--- INPUT Enclosed Below ---

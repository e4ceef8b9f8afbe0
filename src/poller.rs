//! Periodic refresh of the ticket list from a running server.
//!
//! Every tick issues a fresh `GET /tickets` in its own task, so a slow
//! response never delays the next one. Each request carries a generation
//! number and the shared [`Snapshot`] only accepts responses newer than the
//! one it already holds.

use std::{sync::Arc, time::Duration};

use anyhow::{Context, Result};
use tokio::{
    sync::watch,
    task::JoinHandle,
    time::{interval, MissedTickBehavior},
};
use url::Url;

use crate::ticket::Ticket;

/// HTTP client for the ticket list endpoint.
#[derive(Clone)]
pub struct TicketsClient {
    http: reqwest::Client,
    endpoint: Url,
}

impl TicketsClient {
    /// `base` is the server root, e.g. `http://127.0.0.1:7777`. A request
    /// still unanswered after `timeout` is abandoned.
    pub fn new(base: &str, timeout: Duration) -> Result<Self> {
        let mut url = Url::parse(base).with_context(|| format!("invalid server url `{base}`"))?;
        if !url.path().ends_with('/') {
            let path = format!("{}/", url.path());
            url.set_path(&path);
        }
        let endpoint = url.join("tickets")?;
        let http = reqwest::Client::builder().timeout(timeout).build()?;
        Ok(Self { http, endpoint })
    }

    pub fn endpoint(&self) -> &Url {
        &self.endpoint
    }

    pub async fn fetch(&self) -> Result<Vec<Ticket>> {
        let resp = self
            .http
            .get(self.endpoint.clone())
            .send()
            .await?
            .error_for_status()?;
        Ok(resp.json().await?)
    }
}

/// Last applied ticket list.
#[derive(Debug, Clone, Default)]
pub struct Snapshot {
    /// Generation of the request whose response is held; 0 before the first.
    pub generation: u64,
    pub tickets: Vec<Ticket>,
}

impl Snapshot {
    /// Apply the response to request `generation` unless a newer one is
    /// already held. Returns whether the snapshot changed.
    pub fn offer(&mut self, generation: u64, tickets: Vec<Ticket>) -> bool {
        if generation <= self.generation {
            tracing::debug!(generation, held = self.generation, "stale refresh dropped");
            return false;
        }
        self.generation = generation;
        self.tickets = tickets;
        true
    }
}

/// Start polling every `every`. The first request goes out immediately.
/// The loop ends once every receiver is dropped. Give the client a timeout
/// no longer than `every` so stuck requests do not accumulate.
pub fn spawn(
    client: TicketsClient,
    every: Duration,
) -> (watch::Receiver<Snapshot>, JoinHandle<()>) {
    let (tx, rx) = watch::channel(Snapshot::default());
    let tx = Arc::new(tx);
    let client = Arc::new(client);
    let handle = tokio::spawn(async move {
        let mut ticker = interval(every);
        ticker.set_missed_tick_behavior(MissedTickBehavior::Delay);
        let mut issued = 0u64;
        loop {
            ticker.tick().await;
            if tx.is_closed() {
                break;
            }
            issued += 1;
            let generation = issued;
            let client = client.clone();
            let tx = tx.clone();
            tokio::spawn(async move {
                match client.fetch().await {
                    Ok(tickets) => {
                        tx.send_if_modified(|snap| snap.offer(generation, tickets));
                    }
                    Err(e) => tracing::warn!(error = %e, generation, "ticket refresh failed"),
                }
            });
        }
    });
    (rx, handle)
}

--- End of Enclosed INPUT ---

▶ _WHAT TO DO_:
Extract every line from the one containing "let client = Arc::new(client);" through the last line of the data, inclusive, exactly as written.

▶ _REPLY_:
    let client = Arc::new(client);
    let handle = tokio::spawn(async move {
        let mut ticker = interval(every);
        ticker.set_missed_tick_behavior(MissedTickBehavior::Delay);
        let mut issued = 0u64;
        loop {
            ticker.tick().await;
            if tx.is_closed() {
                break;
            }
            issued += 1;
            let generation = issued;
            let client = client.clone();
            let tx = tx.clone();
            tokio::spawn(async move {
                match client.fetch().await {
                    Ok(tickets) => {
                        tx.send_if_modified(|snap| snap.offer(generation, tickets));
                    }
                    Err(e) => tracing::warn!(error = %e, generation, "ticket refresh failed"),
                }
            });
        }
    });
    (rx, handle)
}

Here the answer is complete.